Work to be completed: Read through the data, and wherever a line holds the word "negative", write that line out.

Top of Task material

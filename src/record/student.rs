//! Student entity

use std::fmt;

use serde::{Deserialize, Serialize};

use crate::error::{Result, StoreError};

/// One student record.
///
/// Text fields are held as ordinary strings; they are bounded only when
/// encoded (see [`super::fit_text`]).
#[derive(Debug, Clone, PartialEq, Serialize, Deserialize)]
pub struct Student {
    /// Lookup key. Uniqueness is not guaranteed by the store.
    pub roll_number: i32,
    pub name: String,
    pub student_class: String,
    pub address: String,
    pub total_score: f32,
    pub fee_paid: bool,
}

/// The fields an update may change. Everything else is fixed at append time.
#[derive(Debug, Clone, Copy, PartialEq)]
pub struct Amendment {
    pub total_score: f32,
    pub fee_paid: bool,
}

impl Amendment {
    /// The score must be a finite, non-negative number
    pub fn validate(&self) -> Result<()> {
        if !self.total_score.is_finite() || self.total_score < 0.0 {
            return Err(StoreError::InvalidRecord(format!(
                "total score must be a non-negative number, got {}",
                self.total_score
            )));
        }
        Ok(())
    }
}

impl Student {
    pub fn new(
        roll_number: i32,
        name: impl Into<String>,
        student_class: impl Into<String>,
        address: impl Into<String>,
        total_score: f32,
        fee_paid: bool,
    ) -> Self {
        Self {
            roll_number,
            name: name.into(),
            student_class: student_class.into(),
            address: address.into(),
            total_score,
            fee_paid,
        }
    }

    /// Check the value rules enforced before anything is written:
    /// a positive roll number and a finite, non-negative score.
    pub fn validate(&self) -> Result<()> {
        if self.roll_number <= 0 {
            return Err(StoreError::InvalidRecord(format!(
                "roll number must be positive, got {}",
                self.roll_number
            )));
        }
        self.amendment().validate()
    }

    /// Current values of the mutable fields
    pub fn amendment(&self) -> Amendment {
        Amendment {
            total_score: self.total_score,
            fee_paid: self.fee_paid,
        }
    }
}

impl fmt::Display for Student {
    fn fmt(&self, f: &mut fmt::Formatter<'_>) -> fmt::Result {
        const RULE: &str = "--------------------------------------------";

        writeln!(f, "{RULE}")?;
        writeln!(f, "   STUDENT DETAILS (Roll No: {})", self.roll_number)?;
        writeln!(f, "{RULE}")?;
        writeln!(f, "Name:             {}", self.name)?;
        writeln!(f, "Class:            {}", self.student_class)?;
        writeln!(f, "Address:          {}", self.address)?;
        writeln!(f, "Total Score:      {:.2}", self.total_score)?;
        writeln!(
            f,
            "Fee Status:       {}",
            if self.fee_paid { "PAID" } else { "NOT PAID" }
        )?;
        write!(f, "{RULE}")
    }
}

Bottom of Task material

Exercise result:
    /// The score must be a finite, non-negative number
                "total score must be a non-negative number, got {}",
    /// a positive roll number and a finite, non-negative score.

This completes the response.